In the '60s he started his label Dover Records to produce and promote NOLA talent. In addition to his work as sound engineer, he sometimes functioned as a composer, arranger and producer. He also owned a pressing plant, set up distribution, and served as manager for Jimmy Clanton.
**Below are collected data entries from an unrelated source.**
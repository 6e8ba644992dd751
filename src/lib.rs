//! IoT-scale producer client core for Amazon Kinesis Video Streams.
//!
//! Ingests H.264/AAC/G.711 frames and muxes them into a continuous MKV
//! byte stream, uploaded over a SigV4-signed chunked HTTPS `PUT_MEDIA`
//! request. Provides the MKV generator, a bounded frame ring buffer, the
//! stream assembler and upload session state machine, an RTP reassembler
//! for the WebRTC bridge path, and the `KvsApp` facade tying them together.
//!
//! # Example
//!
//! ```no_run
//! use kvs_producer_core::facade::{KvsApp, KvsOption};
//! use kvs_producer_core::mkv::{MkvTrackInfo, TrackKind, VideoTrackInfo};
//!
//! let mut app = KvsApp::create("kinesisvideo.us-east-1.amazonaws.com", "us-east-1", "kinesisvideo", "my-stream");
//! app.setoption(KvsOption::AwsAccessKeyId("AKID".into())).unwrap();
//! app.setoption(KvsOption::AwsSecretAccessKey("secret".into())).unwrap();
//! app.setoption(KvsOption::VideoTrackInfo(MkvTrackInfo {
//!     kind: TrackKind::Video,
//!     name: "video".into(),
//!     codec_id: "V_MPEG4/ISO/AVC".into(),
//!     codec_private: vec![0x01, 0x64, 0x00, 0x1F],
//!     video: Some(VideoTrackInfo { width: 1920, height: 1080 }),
//!     audio: None,
//! })).unwrap();
//! app.open().unwrap();
//! ```

pub mod config;
pub mod error;
pub mod facade;
pub mod mkv;
pub mod net;
pub mod port;
pub mod ring_buffer;
pub mod rtp;
pub mod stream;
pub mod upload;
pub mod vint;

pub use error::{KvsError, KvsResult};
pub use facade::{KvsApp, KvsOption, WorkOutcome};
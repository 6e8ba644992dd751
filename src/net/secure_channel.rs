//! `SecureChannel`: the TLS/mutual-TLS byte pipe the upload session and
//! credential refresh run over. The concurrency model is OS-thread +
//! blocking I/O, so this is a synchronous `rustls` client over
//! `std::net::TcpStream` rather than an async transport.

use std::io::{Read, Write};
use std::net::TcpStream;
use std::sync::Arc;
use std::time::Duration;

use rustls::pki_types::ServerName;
use rustls::{ClientConfig, ClientConnection, RootCertStore, StreamOwned};
use rustls_pki_types::{CertificateDer, PrivateKeyDer};

use super::NetError;

/// Platform-provided secure byte channel. Implementations may be real TLS
/// sockets or, for tests, an in-process duplex pipe.
pub trait SecureChannel: Send {
    fn connect(&mut self, host: &str, port: u16) -> Result<(), NetError>;

    fn connect_mutual_tls(
        &mut self,
        host: &str,
        port: u16,
        root_ca: &[u8],
        cert: &[u8],
        private_key: &[u8],
    ) -> Result<(), NetError>;

    fn send(&mut self, data: &[u8]) -> Result<usize, NetError>;
    fn recv(&mut self, buf: &mut [u8]) -> Result<usize, NetError>;
    fn disconnect(&mut self);
    fn set_recv_timeout_ms(&mut self, timeout_ms: u64);
    fn set_send_timeout_ms(&mut self, timeout_ms: u64);
    fn is_readable(&self) -> bool;
}

fn load_root_store(root_ca_pem: &[u8]) -> Result<RootCertStore, NetError> {
    let mut store = RootCertStore::empty();
    let certs: Vec<CertificateDer> = rustls_pemfile::certs(&mut &root_ca_pem[..])
        .collect::<Result<_, _>>()
        .map_err(|e| NetError::TlsHandshake(format!("invalid root CA PEM: {e}")))?;
    for cert in certs {
        store
            .add(cert)
            .map_err(|e| NetError::TlsHandshake(format!("invalid root CA cert: {e}")))?;
    }
    Ok(store)
}

fn load_cert_chain(cert_pem: &[u8]) -> Result<Vec<CertificateDer<'static>>, NetError> {
    rustls_pemfile::certs(&mut &cert_pem[..])
        .collect::<Result<_, _>>()
        .map_err(|e| NetError::TlsHandshake(format!("invalid client cert PEM: {e}")))
}

fn load_private_key(key_pem: &[u8]) -> Result<PrivateKeyDer<'static>, NetError> {
    rustls_pemfile::private_key(&mut &key_pem[..])
        .map_err(|e| NetError::TlsHandshake(format!("invalid client key PEM: {e}")))?
        .ok_or_else(|| NetError::TlsHandshake("no private key found in PEM".into()))
}

/// Default `SecureChannel`, backed by blocking `rustls` over `TcpStream`.
pub struct TlsSecureChannel {
    stream: Option<StreamOwned<ClientConnection, TcpStream>>,
    recv_timeout: Duration,
    send_timeout: Duration,
}

impl Default for TlsSecureChannel {
    fn default() -> Self {
        TlsSecureChannel {
            stream: None,
            recv_timeout: Duration::from_secs(10),
            send_timeout: Duration::from_secs(10),
        }
    }
}

impl TlsSecureChannel {
    pub fn new() -> Self {
        Self::default()
    }

    fn connect_with_config(&mut self, host: &str, port: u16, config: ClientConfig) -> Result<(), NetError> {
        let server_name = ServerName::try_from(host.to_string())
            .map_err(|e| NetError::Connect(format!("invalid server name {host}: {e}")))?;
        let conn = ClientConnection::new(Arc::new(config), server_name)
            .map_err(|e| NetError::TlsHandshake(e.to_string()))?;

        let tcp = TcpStream::connect((host, port)).map_err(|e| NetError::Connect(e.to_string()))?;
        tcp.set_read_timeout(Some(self.recv_timeout)).ok();
        tcp.set_write_timeout(Some(self.send_timeout)).ok();

        self.stream = Some(StreamOwned::new(conn, tcp));
        Ok(())
    }
}

impl SecureChannel for TlsSecureChannel {
    fn connect(&mut self, host: &str, port: u16) -> Result<(), NetError> {
        let mut roots = RootCertStore::empty();
        roots.extend(webpki_roots::TLS_SERVER_ROOTS.iter().cloned());
        let config = ClientConfig::builder().with_root_certificates(roots).with_no_client_auth();
        self.connect_with_config(host, port, config)
    }

    fn connect_mutual_tls(
        &mut self,
        host: &str,
        port: u16,
        root_ca: &[u8],
        cert: &[u8],
        private_key: &[u8],
    ) -> Result<(), NetError> {
        let roots = load_root_store(root_ca)?;
        let chain = load_cert_chain(cert)?;
        let key = load_private_key(private_key)?;

        let config = ClientConfig::builder()
            .with_root_certificates(roots)
            .with_client_auth_cert(chain, key)
            .map_err(|e| NetError::TlsHandshake(format!("client auth cert rejected: {e}")))?;
        self.connect_with_config(host, port, config)
    }

    fn send(&mut self, data: &[u8]) -> Result<usize, NetError> {
        let stream = self.stream.as_mut().ok_or(NetError::Disconnected)?;
        stream.write(data).map_err(|e| NetError::Send(e.to_string()))
    }

    fn recv(&mut self, buf: &mut [u8]) -> Result<usize, NetError> {
        let stream = self.stream.as_mut().ok_or(NetError::Disconnected)?;
        match stream.read(buf) {
            Ok(n) => Ok(n),
            Err(e) if e.kind() == std::io::ErrorKind::WouldBlock || e.kind() == std::io::ErrorKind::TimedOut => {
                Err(NetError::Timeout(self.recv_timeout))
            }
            Err(e) => Err(NetError::Recv(e.to_string())),
        }
    }

    fn disconnect(&mut self) {
        self.stream = None;
    }

    fn set_recv_timeout_ms(&mut self, timeout_ms: u64) {
        self.recv_timeout = Duration::from_millis(timeout_ms);
        if let Some(stream) = &self.stream {
            stream.get_ref().set_read_timeout(Some(self.recv_timeout)).ok();
        }
    }

    fn set_send_timeout_ms(&mut self, timeout_ms: u64) {
        self.send_timeout = Duration::from_millis(timeout_ms);
        if let Some(stream) = &self.stream {
            stream.get_ref().set_write_timeout(Some(self.send_timeout)).ok();
        }
    }

    fn is_readable(&self) -> bool {
        self.stream.is_some()
    }
}

/// In-process duplex byte pipe standing in for a real socket, so upload
/// session state-machine tests never open a TCP connection.
#[cfg(test)]
pub struct InMemorySecureChannel {
    pub connected: bool,
    pub sent: Vec<u8>,
    pub to_recv: std::collections::VecDeque<u8>,
}

#[cfg(test)]
impl Default for InMemorySecureChannel {
    fn default() -> Self {
        InMemorySecureChannel { connected: false, sent: Vec::new(), to_recv: Default::default() }
    }
}

#[cfg(test)]
impl InMemorySecureChannel {
    pub fn new() -> Self {
        Self::default()
    }

    pub fn queue_response(&mut self, bytes: &[u8]) {
        self.to_recv.extend(bytes.iter().copied());
    }
}

#[cfg(test)]
impl SecureChannel for InMemorySecureChannel {
    fn connect(&mut self, _host: &str, _port: u16) -> Result<(), NetError> {
        self.connected = true;
        Ok(())
    }

    fn connect_mutual_tls(
        &mut self,
        _host: &str,
        _port: u16,
        _root_ca: &[u8],
        _cert: &[u8],
        _private_key: &[u8],
    ) -> Result<(), NetError> {
        self.connected = true;
        Ok(())
    }

    fn send(&mut self, data: &[u8]) -> Result<usize, NetError> {
        if !self.connected {
            return Err(NetError::Disconnected);
        }
        self.sent.extend_from_slice(data);
        Ok(data.len())
    }

    fn recv(&mut self, buf: &mut [u8]) -> Result<usize, NetError> {
        if !self.connected {
            return Err(NetError::Disconnected);
        }
        let mut n = 0;
        while n < buf.len() {
            match self.to_recv.pop_front() {
                Some(b) => {
                    buf[n] = b;
                    n += 1;
                }
                None => break,
            }
        }
        Ok(n)
    }

    fn disconnect(&mut self) {
        self.connected = false;
    }

    fn set_recv_timeout_ms(&mut self, _timeout_ms: u64) {}
    fn set_send_timeout_ms(&mut self, _timeout_ms: u64) {}
    fn is_readable(&self) -> bool {
        self.connected && !self.to_recv.is_empty()
    }
}

#[cfg(test)]
mod tests {
    use super::*;

    #[test]
    fn in_memory_channel_round_trips_bytes() {
        let mut channel = InMemorySecureChannel::new();
        channel.connect("kinesisvideo.us-east-1.amazonaws.com", 443).unwrap();
        channel.queue_response(b"hello");
        channel.send(b"request").unwrap();
        assert_eq!(channel.sent, b"request");

        let mut buf = [0u8; 5];
        let n = channel.recv(&mut buf).unwrap();
        assert_eq!(n, 5);
        assert_eq!(&buf, b"hello");
    }

    #[test]
    fn send_before_connect_is_disconnected_error() {
        let mut channel = InMemorySecureChannel::new();
        assert!(matches!(channel.send(b"x"), Err(NetError::Disconnected)));
    }
}
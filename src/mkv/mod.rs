//! MKV (Matroska) stream generation: EBML/Segment/Tracks header, Cluster and
//! SimpleBlock element construction, codec-private-data builders, SPS
//! parsing, and Annex-B/AVCC conversion.

pub mod annexb;
pub mod cluster;
pub mod codec_private;
pub mod header;
pub mod sps;

use thiserror::Error;

#[derive(Error, Debug, PartialEq, Eq)]
pub enum MkvError {
    #[error("VINT encoding failed: {0}")]
    Vint(#[from] crate::vint::VintError),
    #[error("delta timecode {0} does not fit in a signed 16-bit field")]
    DeltaTimecodeOverflow(i64),
    #[error("unsupported AAC sampling rate: {0} Hz")]
    UnsupportedAacSampleRate(u32),
    #[error("unsupported PCM sampling rate: {0} Hz (must be in [8000, 192000])")]
    UnsupportedPcmSampleRate(u32),
    #[error("SPS bitstream ended before resolution fields were read")]
    SpsTruncated,
    #[error("no Annex-B start code found in NAL buffer")]
    NoStartCode,
    #[error("Annex-B buffer too small: need {0} trailing bytes of slack, have {1}")]
    InsufficientSlack(usize, usize),
}

/// Logical track kind; determines TrackNumber and the MKV TrackType value.
#[derive(Debug, Clone, Copy, PartialEq, Eq)]
pub enum TrackKind {
    Video,
    Audio,
}

impl TrackKind {
    /// MKV TrackNumber: fixed by convention, not renumbered per session, so
    /// the Tracks element and every SimpleBlock prefix agree by construction.
    pub fn track_number(self) -> u64 {
        match self {
            TrackKind::Video => 1,
            TrackKind::Audio => 2,
        }
    }

    /// MKV TrackType enum value (Matroska spec: 1=video, 2=audio).
    pub fn track_type(self) -> u64 {
        match self {
            TrackKind::Video => 1,
            TrackKind::Audio => 2,
        }
    }
}

/// Video-specific track parameters.
#[derive(Debug, Clone)]
pub struct VideoTrackInfo {
    pub width: u16,
    pub height: u16,
}

/// Audio-specific track parameters.
#[derive(Debug, Clone)]
pub struct AudioTrackInfo {
    pub sample_rate: u32,
    pub channels: u16,
    pub bit_depth: u16,
}

/// Per-track metadata fixed for the lifetime of a session.
#[derive(Debug, Clone)]
pub struct MkvTrackInfo {
    pub kind: TrackKind,
    pub name: String,
    pub codec_id: String,
    pub codec_private: Vec<u8>,
    pub video: Option<VideoTrackInfo>,
    pub audio: Option<AudioTrackInfo>,
}

impl MkvTrackInfo {
    pub fn track_number(&self) -> u64 {
        self.kind.track_number()
    }
}
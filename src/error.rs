//! Crate-wide error taxonomy
//!
//! Leaf modules (vint, mkv, ring buffer, rtp, net) define their own narrow
//! error enums and never log at error severity themselves — only the upload
//! session and facade translate leaf errors into state transitions and logs.

use thiserror::Error;

use crate::config::ConfigError;
use crate::mkv::MkvError;
use crate::net::NetError;
use crate::ring_buffer::RingBufferError;
use crate::rtp::RtpError;
use crate::stream::StreamError;
use crate::upload::UploadError;
use crate::vint::VintError;

/// Crate-wide error, composed from each component's leaf error type.
#[derive(Error, Debug)]
pub enum KvsError {
    #[error("invalid argument: {0}")]
    InvalidArgument(String),

    #[error("out of memory")]
    OutOfMemory,

    #[error(transparent)]
    Vint(#[from] VintError),

    #[error(transparent)]
    Mkv(#[from] MkvError),

    #[error(transparent)]
    RingBuffer(#[from] RingBufferError),

    #[error(transparent)]
    Rtp(#[from] RtpError),

    #[error(transparent)]
    Net(#[from] NetError),

    #[error(transparent)]
    Upload(#[from] UploadError),

    #[error(transparent)]
    Stream(#[from] StreamError),

    #[error(transparent)]
    Config(#[from] ConfigError),
}

pub type KvsResult<T> = Result<T, KvsError>;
But it was his low-maintenance approach to bringing out the city's natural talent on tape that resulted in well over a hundred classic recordings. Here is just a sample of his clients and the hits he engineered: nearly all of Fats Domino's tunes, Little Richard ("Tutti Frutti" and "Good Golly Miss Molly"), Lloyd Price ("Lawdy Miss Clawdy"), Ernie K-Doe ("Mother In-Law"), Roy Brown ("Good Rockin' Tonight"), Big Joe Turner ("Shake, Rattle & Roll"), Smiley Lewis ("I Hear You Knockin"), Guitar Slim ("The Things I Used To Do"), Professor Longhair ("Mardi Gras In New Orleans" and "Tipitina"), Chris Kenner ("Land of 1000 Dances" and "I Like It Like That"), Clarence Frogman Henry ("Ain't Got No Home"), Irma Thomas, Jerry Lee Lewis, Aaron Neville ("Tell It Like It Is"), Dr John, Sam Cooke, Lee Dorsey ("Workin' In The Coalmine" and "Ya Ya"), Robert Parker ("Barefootin"), Bobby Marchan, Eddie Bo, Dave Bartholomew, Joe Tex, Earl King, Johnny Adams, T-Bone Walker, Lowell Fulson, Etta James, Ellis Marsalis, Elmore James, Nat Adderley, Bosephus (aka Hank Williams Jr), Albert King, Roger & the Gypsies, Ray Charles and hundreds more!